Essential revisions:

- The functional importance of the observed interactions for binding affinity and binding specificity (subsection “Structural analysis of RfaH:ops contacts”) should be demonstrated experimentally with minimal effort. Although biochemical results are presented to support the inferred DNA secondary structure, no biochemical results are presented to support the inferred protein-DNA interactions. This is an important omission in view of the unusually, potentially worrisomely, small size of the inferred protein-DNA interface: "only 214 A^2.") Just 4 amino acids (K10, H20, R23, and R73) and 2 bases (T6 and G5) are inferred to be important for specificity. Accordingly, a comprehensive analysis -involving substitution of each amino acid by Ala, and quantification of affinities of wild-type and Ala-substituted RfaH derivatives for wild-type, T5-substituted, and G-6-substituted ops derivatives- would be possible.
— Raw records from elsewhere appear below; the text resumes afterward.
use std::sync::Arc;

use tracing::info;

use super::message::{OutboundMessage, PublishedReceipt};
use crate::topic::canonicalize;
use crate::transport::Transport;
use crate::utils::PublishError;

pub struct PublishGateway {
    transport: Arc<dyn Transport>,
    base_prefix: String,
}

impl PublishGateway {
    pub fn new(transport: Arc<dyn Transport>, base_prefix: impl Into<String>) -> Self {
        Self {
            transport,
            base_prefix: base_prefix.into(),
        }
    }

    /// Validates the inputs without touching the transport.
    ///
    /// Sender and body are trimmed; an empty body is allowed.
    pub fn prepare(
        &self,
        sender: &str,
        body: &str,
        raw_topic: &str,
    ) -> Result<OutboundMessage, PublishError> {
        let sender = sender.trim();
        if sender.is_empty() {
            return Err(PublishError::MissingSender);
        }
        let tag = canonicalize(raw_topic)?;

        Ok(OutboundMessage {
            sender_id: sender.to_string(),
            body: body.trim().to_string(),
            topic: tag.under(&self.base_prefix),
        })
    }

    /// Sends one tweet. A transport failure is returned as is; nothing is
    /// retried.
    pub fn publish(
        &self,
        sender: &str,
        body: &str,
        raw_topic: &str,
    ) -> Result<PublishedReceipt, PublishError> {
        let message = self.prepare(sender, body, raw_topic)?;
        let payload = message.payload();

        self.transport.publish(&message.topic, payload.as_bytes())?;
        info!("{} published to {}", message.sender_id, message.topic);

        Ok(PublishedReceipt {
            topic: message.topic,
            payload,
        })
    }
}

impl std::fmt::Debug for PublishGateway {
    fn fmt(&self, f: &mut std::fmt::Formatter<'_>) -> std::fmt::Result {
        f.debug_struct("PublishGateway")
            .field("base_prefix", &self.base_prefix)
            .finish()
    }
}
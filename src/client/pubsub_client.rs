//! Tweet client
//!
//! `TweetClient` is what a presentation layer talks to. It wires one
//! `ConnectionSession` to a `SubscriptionState`, a `PublishGateway` and a
//! `MessageRouter` over a single transport, and reports everything the UI
//! needs to render (status, topic changes, routed messages) as
//! `ClientEvent`s on an unbounded channel.

use std::sync::Arc;

use tokio::sync::mpsc::{self, UnboundedReceiver, UnboundedSender};
use tracing::debug;

use crate::config::Settings;
use crate::publish::{PublishGateway, PublishedReceipt};
use crate::router::{InboundMessage, MessageRouter};
use crate::session::{ConnectionSession, ConnectionStatus, SessionListener};
use crate::subscription::{SubscriptionState, TopicEvent};
use crate::transport::{BrokerEndpoint, Transport, build_transport};
use crate::utils::{ConnectionError, PublishError, SubscribeError, TransportError};

#[derive(Debug, Clone, PartialEq, Eq)]
pub enum ClientEvent {
    Status {
        status: ConnectionStatus,
        endpoint: String,
        reason: Option<String>,
    },
    Topic(TopicEvent),
    Message(InboundMessage),
}

/// Turns session lifecycle callbacks into `ClientEvent::Status`.
struct StatusForwarder {
    events: UnboundedSender<ClientEvent>,
    endpoint: String,
}

impl SessionListener for StatusForwarder {
    fn on_connected(&self) {
        let _ = self.events.send(ClientEvent::Status {
            status: ConnectionStatus::Connected,
            endpoint: self.endpoint.clone(),
            reason: None,
        });
    }

    fn on_disconnected(&self, reason: &str) {
        let _ = self.events.send(ClientEvent::Status {
            status: ConnectionStatus::Disconnected,
            endpoint: self.endpoint.clone(),
            reason: Some(reason.to_string()),
        });
    }
}

#[derive(Debug)]
pub struct TweetClient {
    id: String,
    session: ConnectionSession,
    subscriptions: Arc<SubscriptionState>,
    gateway: PublishGateway,
    router: Arc<MessageRouter>,
    events: UnboundedSender<ClientEvent>,
}

impl TweetClient {
    /// Builds a client over `transport`. Nothing connects until `connect`.
    pub fn new(
        id: impl Into<String>,
        settings: &Settings,
        transport: Arc<dyn Transport>,
    ) -> (Self, UnboundedReceiver<ClientEvent>) {
        let (events, rx) = mpsc::unbounded_channel();
        let endpoint = BrokerEndpoint::from_settings(&settings.broker);
        let base_prefix = settings.topics.base_prefix.clone();

        let session = ConnectionSession::new(transport.clone(), endpoint, base_prefix.clone());

        let router = Arc::new(MessageRouter::new());
        let sink_events = events.clone();
        router.register_sink(Arc::new(move |message: InboundMessage| {
            let _ = sink_events.send(ClientEvent::Message(message));
        }));

        let subscriptions = Arc::new(
            SubscriptionState::new(transport.clone(), base_prefix.clone())
                .with_router(router.clone()),
        );
        let gateway = PublishGateway::new(transport, base_prefix);

        // Resubscribe before the UI hears about the reconnect.
        session.register_listener(subscriptions.clone());
        session.register_listener(Arc::new(StatusForwarder {
            events: events.clone(),
            endpoint: session.endpoint().to_string(),
        }));
        session.register_listener(router.clone());

        let client = Self {
            id: id.into(),
            session,
            subscriptions,
            gateway,
            router,
            events,
        };
        (client, rx)
    }

    /// Builds a client over the network transport named in `settings`.
    pub fn from_settings(settings: &Settings) -> (Self, UnboundedReceiver<ClientEvent>) {
        let id = settings.client.resolved_client_id();
        let transport = build_transport(settings, &id);
        Self::new(id, settings, transport)
    }

    pub fn id(&self) -> &str {
        &self.id
    }

    pub fn session(&self) -> &ConnectionSession {
        &self.session
    }

    pub fn status(&self) -> ConnectionStatus {
        self.session.status()
    }

    pub fn active_topic(&self) -> Option<String> {
        self.subscriptions.active_topic()
    }

    pub fn router(&self) -> &MessageRouter {
        &self.router
    }

    pub fn connect(&self) -> Result<(), ConnectionError> {
        self.session.connect()
    }

    pub fn publish(
        &self,
        sender: &str,
        body: &str,
        raw_topic: &str,
    ) -> Result<PublishedReceipt, PublishError> {
        self.gateway.publish(sender, body, raw_topic)
    }

    pub fn request_subscribe(&self, raw_topic: &str) -> Result<TopicEvent, SubscribeError> {
        let event = self.subscriptions.request_subscribe(raw_topic)?;
        let _ = self.events.send(ClientEvent::Topic(event.clone()));
        Ok(event)
    }

    pub fn request_unsubscribe(&self) -> Result<Option<TopicEvent>, TransportError> {
        let event = self.subscriptions.request_unsubscribe()?;
        if let Some(event) = &event {
            let _ = self.events.send(ClientEvent::Topic(event.clone()));
        }
        Ok(event)
    }

    /// Leaves the followed topic (best effort) and disconnects. Never fails
    /// and may be called more than once.
    pub fn shutdown(&self) {
        if self.session.is_closed() {
            return;
        }
        if let Err(e) = self.subscriptions.request_unsubscribe() {
            debug!("Ignoring unsubscribe failure during shutdown: {e}");
        }
        self.session.disconnect();
    }
}
//! Static configuration: broker endpoint, topic prefix and client identity.
//!
//! Values are layered: built-in defaults, then an optional
//! `config/default.*` file, then `HASHTAG_FEED_*` environment variables
//! (`__` separates sections, e.g. `HASHTAG_FEED_BROKER__PORT=1884`).

mod settings;

use config::{Config, ConfigError, Environment, File};

use settings::PartialSettings;

pub use settings::{BrokerSettings, ClientSettings, Settings, TopicSettings, TransportKind};

/// Environment variable prefix recognised by `load_config`.
pub const ENV_PREFIX: &str = "HASHTAG_FEED";

/// Loads the configuration from the default file and environment variables
/// Merges the configuration with default values
pub fn load_config() -> Result<Settings, ConfigError> {
    load_config_from("config/default")
}

/// Same as `load_config`, reading the optional file at `path` (extension
/// resolved by the `config` crate).
pub fn load_config_from(path: &str) -> Result<Settings, ConfigError> {
    let builder = Config::builder()
        .add_source(File::with_name(path).required(false))
        .add_source(
            Environment::with_prefix(ENV_PREFIX)
                .prefix_separator("_")
                .separator("__")
                .try_parsing(true),
        );

    let config = builder.build()?;

    // Try to deserialize what is available
    let partial: PartialSettings = config.try_deserialize()?;

    Ok(partial.merge_over(Settings::default()))
}
//! WebSocket transport
//!
//! Client side of a JSON-over-WebSocket pub/sub broker. Responsibilities:
//! - Connect to `ws://{host}:{port}` on a background task, bounded by the
//!   endpoint's connect timeout
//! - Forward subscribe/unsubscribe/publish requests as `ClientFrame`s
//! - Turn delivered `ServerFrame::Message`s into `TransportEvent::Message`
//! - Report every connect and drop, then retry after the reconnect delay
//!   until `disconnect` is called

use std::sync::{Arc, Mutex};

use futures_util::{SinkExt, StreamExt};
use tokio::runtime::Handle;
use tokio::sync::mpsc;
use tokio_tungstenite::connect_async;
use tokio_util::sync::CancellationToken;
use tracing::{debug, info, warn};
use tungstenite::protocol::Message as WsMessage;

use super::message::{ClientFrame, ServerFrame};
use super::{BrokerEndpoint, EventSender, Transport, TransportEvent};
use crate::utils::{ConnectionError, TransportError, lock};

type Outbound = mpsc::UnboundedSender<WsMessage>;

#[derive(Debug, Default)]
struct Shared {
    /// Present only while a connection is up.
    outbound: Mutex<Option<Outbound>>,
    started: Mutex<bool>,
    cancel: CancellationToken,
}

#[derive(Debug, Default, Clone)]
pub struct WsTransport {
    shared: Arc<Shared>,
}

impl WsTransport {
    pub fn new() -> Self {
        Self::default()
    }

    fn send_frame(&self, frame: &ClientFrame) -> Result<(), TransportError> {
        if self.shared.cancel.is_cancelled() {
            return Err(TransportError::Closed);
        }
        let text = serde_json::to_string(frame)?;
        let outbound = lock(&self.shared.outbound);
        let tx = outbound.as_ref().ok_or(TransportError::NotConnected)?;
        tx.send(WsMessage::text(text))
            .map_err(|_| TransportError::NotConnected)
    }
}

impl Transport for WsTransport {
    fn connect(&self, endpoint: &BrokerEndpoint, events: EventSender) -> Result<(), ConnectionError> {
        if self.shared.cancel.is_cancelled() {
            return Err(ConnectionError::Closed);
        }
        endpoint.validate()?;
        let runtime = Handle::try_current().map_err(|e| ConnectionError::Setup(e.to_string()))?;

        let mut started = lock(&self.shared.started);
        if *started {
            return Err(ConnectionError::AlreadyStarted);
        }
        *started = true;

        let url = format!("ws://{}:{}", endpoint.host, endpoint.port);
        runtime.spawn(run_connection_loop(
            url,
            endpoint.clone(),
            self.shared.clone(),
            events,
        ));
        Ok(())
    }

    fn subscribe(&self, topic: &str) -> Result<(), TransportError> {
        self.send_frame(&ClientFrame::Subscribe {
            topic: topic.to_string(),
        })
    }

    fn unsubscribe(&self, topic: &str) -> Result<(), TransportError> {
        self.send_frame(&ClientFrame::Unsubscribe {
            topic: topic.to_string(),
        })
    }

    fn publish(&self, topic: &str, payload: &[u8]) -> Result<(), TransportError> {
        self.send_frame(&ClientFrame::Publish {
            topic: topic.to_string(),
            payload: String::from_utf8_lossy(payload).into_owned(),
        })
    }

    fn disconnect(&self) -> Result<(), TransportError> {
        self.shared.cancel.cancel();
        lock(&self.shared.outbound).take();
        Ok(())
    }
}

async fn run_connection_loop(
    url: String,
    endpoint: BrokerEndpoint,
    shared: Arc<Shared>,
    events: EventSender,
) {
    let cancel = shared.cancel.clone();

    loop {
        let attempt = tokio::select! {
            _ = cancel.cancelled() => break,
            attempt = tokio::time::timeout(endpoint.connect_timeout, connect_async(url.as_str())) => attempt,
        };

        let reason = match attempt {
            Ok(Ok((ws_stream, _response))) => {
                info!("Connected to {url}");
                let (mut ws_sender, mut ws_receiver) = ws_stream.split();
                let (tx, mut rx) = mpsc::unbounded_channel::<WsMessage>();
                *lock(&shared.outbound) = Some(tx);
                let _ = events.send(TransportEvent::Connected);

                let reason = loop {
                    tokio::select! {
                        _ = cancel.cancelled() => {
                            let _ = ws_sender.send(WsMessage::Close(None)).await;
                            break "client shutdown".to_string();
                        }
                        Some(msg) = rx.recv() => {
                            if let Err(e) = ws_sender.send(msg).await {
                                break e.to_string();
                            }
                        }
                        incoming = ws_receiver.next() => match incoming {
                            Some(Ok(msg)) if msg.is_text() => {
                                if let Ok(text) = msg.to_text() {
                                    handle_server_text(text, &events);
                                }
                            }
                            Some(Ok(WsMessage::Close(_))) | None => {
                                break "connection closed by broker".to_string();
                            }
                            Some(Ok(_)) => {}
                            Some(Err(e)) => break e.to_string(),
                        }
                    }
                };

                lock(&shared.outbound).take();
                reason
            }
            Ok(Err(e)) => e.to_string(),
            Err(_) => format!(
                "connect timed out after {:.1}s",
                endpoint.connect_timeout.as_secs_f64()
            ),
        };

        if cancel.is_cancelled() {
            break;
        }

        warn!("Connection to {url} lost: {reason}");
        let _ = events.send(TransportEvent::Disconnected { reason });

        tokio::select! {
            _ = cancel.cancelled() => break,
            _ = tokio::time::sleep(endpoint.reconnect_delay) => {}
        }
    }

    debug!("WebSocket worker for {url} stopped");
}

fn handle_server_text(text: &str, events: &EventSender) {
    match serde_json::from_str::<ServerFrame>(text) {
        Ok(ServerFrame::Message { topic, payload, .. }) => {
            let _ = events.send(TransportEvent::Message {
                topic,
                payload: payload.into_bytes(),
            });
        }
        Ok(ServerFrame::Error { message }) => {
            warn!("Broker reported error: {message}");
        }
        Err(err) => {
            warn!(
                "Invalid broker frame: {err} | {}",
                text.chars().take(100).collect::<String>()
            );
        }
    }
}
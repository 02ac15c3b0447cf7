use rand::Rng;
use std::time::Duration;

/// Exponential backoff policy: `base * 2^attempt` capped at `max`, with a
/// uniform jitter of up to 25% applied to every delay.
#[derive(Debug, Copy, Clone, PartialEq)]
pub struct Backoff {
    pub base: Duration,
    pub max: Duration,
    pub max_retries: u32,
}

impl Default for Backoff {
    fn default() -> Self {
        Self {
            base: Duration::from_millis(500),
            max: Duration::from_secs(30),
            max_retries: 5,
        }
    }
}

impl Backoff {
    pub fn new(base: Duration, max: Duration, max_retries: u32) -> Self {
        Self {
            base,
            max,
            max_retries,
        }
    }

    /// Delay before retry number `attempt` (0-indexed).
    pub fn delay(&self, attempt: u32) -> Duration {
        let exp = self
            .base
            .saturating_mul(2u32.saturating_pow(attempt.min(16)))
            .min(self.max);

        let jitter = rand::rng().random_range(-0.25..=0.25);
        let jittered = exp.as_secs_f64() * (1.0 + jitter);
        Duration::from_secs_f64(jittered.max(0.0))
    }
}
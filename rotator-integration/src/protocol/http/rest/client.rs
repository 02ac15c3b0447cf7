use crate::{
    backoff::Backoff,
    clock::Clock,
    error::TransportError,
    protocol::http::{BuildStrategy, HttpParser, Recovery, rest::RestRequest},
    rate_limit::RateLimiter,
};
use bytes::Bytes;
use serde::Deserialize;
use std::borrow::Cow;
use tracing::{debug, warn};

/// Configurable REST client capable of executing signed [`RestRequest`]s. Use this when
/// integrating APIs that require Http in order to interact with resources. Each API will require
/// a specific combination of [`Signer`](super::super::private::Signer), [`Mac`](hmac::Mac),
/// signature [`Encoder`](super::super::private::encoder::Encoder), and [`HttpParser`].
///
/// Every execution acquires a token from the shared [`RateLimiter`] before the
/// request leaves the process, and failed executions are retried according to
/// the [`Recovery`] classification returned by the parser:
/// transient failures back off exponentially, clock-skew failures re-align the
/// [`Clock`] against the venue server time and retry once, and everything else
/// surfaces immediately.
#[derive(Debug, Clone)]
pub struct RestClient<'a, Strategy, Parser> {
    /// HTTP [`reqwest::Client`] for executing signed [`reqwest::Request`]s.
    pub http_client: reqwest::Client,

    /// Base Url of the API being interacted with.
    pub base_url: Cow<'a, str>,

    /// [`RestRequest`] build strategy for the API being interacted with that implements
    /// [`BuildStrategy`].
    pub strategy: Strategy,

    /// [`HttpParser`] that deserialises [`RestRequest::Response`]s, and upon failure parses
    /// API errors returned from the server.
    pub parser: Parser,

    /// Token bucket gating every outbound request.
    pub bucket: RateLimiter,

    /// Retry policy applied to transient failures.
    pub backoff: Backoff,

    /// Signed offset added to local time before request signing.
    pub clock: Clock,

    /// Venue path returning `{"serverTime": <ms>}`, used to re-align
    /// [`Self::clock`] after a clock-skew rejection. Clock-skew failures abort
    /// immediately when absent.
    pub time_path: Option<Cow<'static, str>>,
}

#[derive(Deserialize)]
struct ServerTime {
    #[serde(rename = "serverTime")]
    server_time: i64,
}

impl<Strategy, Parser> RestClient<'_, Strategy, Parser>
where
    Strategy: BuildStrategy,
    Parser: HttpParser,
{
    /// Execute the provided [`RestRequest`], retrying per the parser's
    /// [`Recovery`] classification.
    pub async fn execute<Request>(
        &self,
        request: Request,
    ) -> Result<Request::Response, Parser::OutputError>
    where
        Request: RestRequest,
    {
        let mut attempt: u32 = 0;
        let mut clock_synced = false;

        loop {
            // Gate on the shared token bucket (retries included)
            self.bucket.acquire().await;

            let built = self.build(&request)?;
            let result = match self.measured_execution::<Request>(built).await {
                Ok((status, payload)) => self.parser.parse::<Request::Response>(status, &payload),
                Err(transport) => Err(Parser::OutputError::from(transport)),
            };

            let error = match result {
                Ok(response) => {
                    self.bucket.reset_backoff().await;
                    return Ok(response);
                }
                Err(error) => error,
            };

            match self.parser.recovery(&error) {
                Recovery::Abort => return Err(error),
                Recovery::Retry => {
                    if attempt >= self.backoff.max_retries {
                        return Err(error);
                    }
                    if self.parser.is_rate_violation(&error) {
                        self.bucket.report_violation().await;
                    }
                    let delay = self.backoff.delay(attempt);
                    warn!(
                        path = %request.path(),
                        attempt,
                        ?delay,
                        %error,
                        "transient request failure, backing off"
                    );
                    tokio::time::sleep(delay).await;
                    attempt += 1;
                }
                Recovery::SyncClockAndRetry => {
                    // One re-aligned retry only; a second skew rejection means
                    // something other than drift is wrong.
                    if clock_synced || attempt >= self.backoff.max_retries {
                        return Err(error);
                    }
                    self.sync_clock().await?;
                    clock_synced = true;
                    attempt += 1;
                }
            }
        }
    }

    /// Use the provided [`RestRequest`] to construct a Http [`reqwest::Request`], delegating
    /// parameter attachment (and any signing) to the configured [`BuildStrategy`].
    pub fn build<Request>(&self, request: &Request) -> Result<reqwest::Request, TransportError>
    where
        Request: RestRequest,
    {
        // Construct url
        let url = format!("{}{}", self.base_url, request.path());

        // Construct RequestBuilder with method & url
        let builder = self
            .http_client
            .request(Request::method(), url)
            .timeout(Request::timeout());

        // Use RequestBuilder (public or private strategy) to build reqwest::Request
        self.strategy.build(request, builder)
    }

    /// Execute the built [`reqwest::Request`] using the [`reqwest::Client`].
    pub async fn measured_execution<Request>(
        &self,
        request: reqwest::Request,
    ) -> Result<(reqwest::StatusCode, Bytes), TransportError>
    where
        Request: RestRequest,
    {
        let path = request.url().path().to_owned();

        // Measure the HTTP request round trip duration
        let start = std::time::Instant::now();
        let response = self.http_client.execute(request).await?;
        let duration_ms = start.elapsed().as_millis() as u64;

        let status_code = response.status();
        debug!(
            http_method = %Request::method(),
            %path,
            status_code = %status_code,
            duration_ms,
            "http request executed"
        );

        let payload = response.bytes().await?;
        Ok((status_code, payload))
    }

    /// Fetch the venue server time and re-align the local [`Clock`] offset.
    async fn sync_clock(&self) -> Result<(), TransportError> {
        let Some(time_path) = &self.time_path else {
            return Err(TransportError::RequestBuild(
                "clock-skew rejection but no server time endpoint configured".to_string(),
            ));
        };

        let url = format!("{}{}", self.base_url, time_path);
        let server: ServerTime = self
            .http_client
            .get(url)
            .send()
            .await?
            .json()
            .await
            .map_err(TransportError::from)?;

        let offset = self.clock.align(server.server_time);
        debug!(offset_ms = offset, "clock offset re-aligned to server time");
        Ok(())
    }
}

impl<'a, Strategy, Parser> RestClient<'a, Strategy, Parser> {
    /// Construct a new [`Self`] using the provided configuration.
    ///
    /// Defaults to an unbounded-ish [`RateLimiter`] and conservative retry
    /// policy; override with [`Self::with_bucket`] / [`Self::with_backoff`].
    pub fn new<Url: Into<Cow<'a, str>>>(base_url: Url, strategy: Strategy, parser: Parser) -> Self {
        Self {
            http_client: reqwest::Client::new(),
            base_url: base_url.into(),
            strategy,
            parser,
            bucket: RateLimiter::default(),
            backoff: Backoff::default(),
            clock: Clock::default(),
            time_path: None,
        }
    }

    pub fn with_http_client(self, http_client: reqwest::Client) -> Self {
        Self {
            http_client,
            ..self
        }
    }

    pub fn with_bucket(self, bucket: RateLimiter) -> Self {
        Self { bucket, ..self }
    }

    pub fn with_backoff(self, backoff: Backoff) -> Self {
        Self { backoff, ..self }
    }

    pub fn with_clock(self, clock: Clock) -> Self {
        Self { clock, ..self }
    }

    pub fn with_time_path<Path: Into<Cow<'static, str>>>(self, time_path: Path) -> Self {
        Self {
            time_path: Some(time_path.into()),
            ..self
        }
    }
}
use serde::{Serialize, de::DeserializeOwned};
use std::time::Duration;

/// Configurable [`client::RestClient`] capable of executing signed [`RestRequest`]s and parsing
/// responses.
pub mod client;

/// Default Http [`reqwest::Request`] timeout Duration.
const DEFAULT_HTTP_REQUEST_TIMEOUT: Duration = Duration::from_secs(12);

/// Where a [`RequestSigner`](super::private::RequestSigner) places the signed
/// parameter payload.
///
/// Most signed GETs carry everything in the query string. Some venues require
/// specific signed POSTs (eg/ quote acceptance) to carry the payload as an
/// `application/x-www-form-urlencoded` body instead.
#[derive(Debug, Copy, Clone, Eq, PartialEq, Default)]
pub enum SignaturePlacement {
    #[default]
    Query,
    FormBody,
}

/// Http REST request that can be executed by a [`RestClient`](self::client::RestClient).
pub trait RestRequest {
    /// Expected response type if this request was successful.
    type Response: DeserializeOwned;

    /// Serialisable query parameters type - use unit struct () if not required for this request.
    type QueryParams: Serialize;

    /// Serialisable Body type - use unit struct () if not required for this request.
    type Body: Serialize;

    /// Additional [`Url`](url::Url) path to the resource.
    fn path(&self) -> std::borrow::Cow<'static, str>;

    /// Http [`reqwest::Method`] of this request.
    fn method() -> reqwest::Method;

    /// Optional query parameters for this request.
    fn query_params(&self) -> Option<&Self::QueryParams> {
        None
    }

    /// Optional Body for this request.
    fn body(&self) -> Option<&Self::Body> {
        None
    }

    /// Http request timeout [`Duration`].
    fn timeout() -> Duration {
        DEFAULT_HTTP_REQUEST_TIMEOUT
    }

    /// Venue-assigned request weight consumed by this call.
    ///
    /// Takes `&self` since some venues scale the weight with the parameters
    /// provided (eg/ single symbol vs. all symbols).
    fn weight(&self) -> u32 {
        1
    }

    /// Placement of the signed payload if this request is executed through a
    /// signing [`BuildStrategy`](super::BuildStrategy).
    fn placement() -> SignaturePlacement {
        SignaturePlacement::Query
    }
}
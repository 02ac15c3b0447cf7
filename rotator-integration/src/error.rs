use reqwest::Error;
use thiserror::Error;

/// All transport IO related errors generated in `rotator-integration`.
#[derive(Debug, Error)]
pub enum TransportError {
    #[error("Deserialising JSON error: {error} for payload: {payload}")]
    Deserialise {
        error: serde_json::Error,
        payload: String,
    },

    #[error("Deserialising JSON error: {error} for binary payload: {payload:?}")]
    DeserialiseBinary {
        error: serde_json::Error,
        payload: Vec<u8>,
    },

    #[error("Serialising JSON error: {0}")]
    Serialise(serde_json::Error),

    #[error("SerDe Query String serialisation error: {0}")]
    QueryParams(#[from] serde_qs::Error),

    #[error("SerDe url encoding serialisation error: {0}")]
    UrlEncoded(#[from] serde_urlencoded::ser::Error),

    #[error("error parsing Url: {0}")]
    UrlParse(#[from] url::ParseError),

    #[error("HTTP error: {0}")]
    Http(reqwest::Error),

    #[error("HTTP request timed out")]
    HttpTimeout(reqwest::Error),

    /// REST http response error that matched neither the expected response
    /// shape nor the venue error shape.
    #[error("HTTP response (status={0}) error: {1}")]
    HttpResponse(reqwest::StatusCode, String),

    /// Request could not be signed or assembled with the provided inputs.
    #[error("invalid request configuration: {0}")]
    RequestBuild(String),
}

impl From<reqwest::Error> for TransportError {
    fn from(error: Error) -> Self {
        match error {
            error if error.is_timeout() => TransportError::HttpTimeout(error),
            error => TransportError::Http(error),
        }
    }
}

impl TransportError {
    /// True for failures worth retrying at the transport level: connection
    /// errors, timeouts, and throttling / server-side HTTP statuses.
    pub fn is_transient(&self) -> bool {
        match self {
            TransportError::Http(_) | TransportError::HttpTimeout(_) => true,
            TransportError::HttpResponse(status, _) => {
                status.as_u16() == 429 || status.as_u16() == 418 || status.is_server_error()
            }
            _ => false,
        }
    }
}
We currently do not have an assay that would allow us to measure RfaH affinities to the EC directly and quantitatively; an EMSA with 32P-labeled RfaH that we used in (Artsimovitch and Landick, 2002) is messy and semi-quantitative. We use an indirect way to assess defects in recruitment by measuring RNAP retention 1 and 2 nucleotides downstream from the ops site (referred to as 12 and 13 in the current manuscript). We assume that the strength of RfaH contacts to the NT strand is reflected in the delay in RNAP escape from the ops site, but this is not a true affinity measurement. Moreover, only a fraction of RNAP is delayed downstream from the ops site. Using this assay, we showed that K10A, H20A, and R73A substitutions had strong defects in delaying RNAP escape from ops, whereas R23A had a moderate effect (Belogurov et al., 2010). Based on these results, we proposed that K10, H20, R23, and R73 directly interact with the ops DNA.

In light of the reviewers’ concerns about the small size of the RfaH:ops9 interaction surface, we recalculated the interface using the PISA server. We found that the interface comprises 420Å2 (average of both complexes in the asymmetric unit), a value updated in the revised manuscript. The crystal structure and the NMR data presented in the current work and a cryoEM structure of RfaH:ops EC obtained in the Darst lab support this interpretation and reveal additional contacts that were not predicted by modeling.

We have already demonstrated the importance of RfaH K10, H20, R23, and R73 (Belogurov et al., 2010) and G5 and T6 ops residues (this work) in RfaH function in vitro and in vivo and we do not yet have an assay to provide adequate quantitative analysis of RfaH binding to its real target, the EC. Thus, we cannot properly carry out a thorough analysis of these interactions in a reasonable time frame.

We agree that a systematic analysis of RfaH:EC interactions would be necessary to validate structural observations, particularly because the details of RfaH:DNA contacts are not identical. However, this cannot be achieved with “a minimal effort” because roles of all determinants, not just RfaH K10, H20, R23, R73 and G5/T6 in ops, need to be probed, and because we need to develop an equilibrium binding assay to probe contributions of RfaH and DNA residues implicated by X-ray and cryoEM structures.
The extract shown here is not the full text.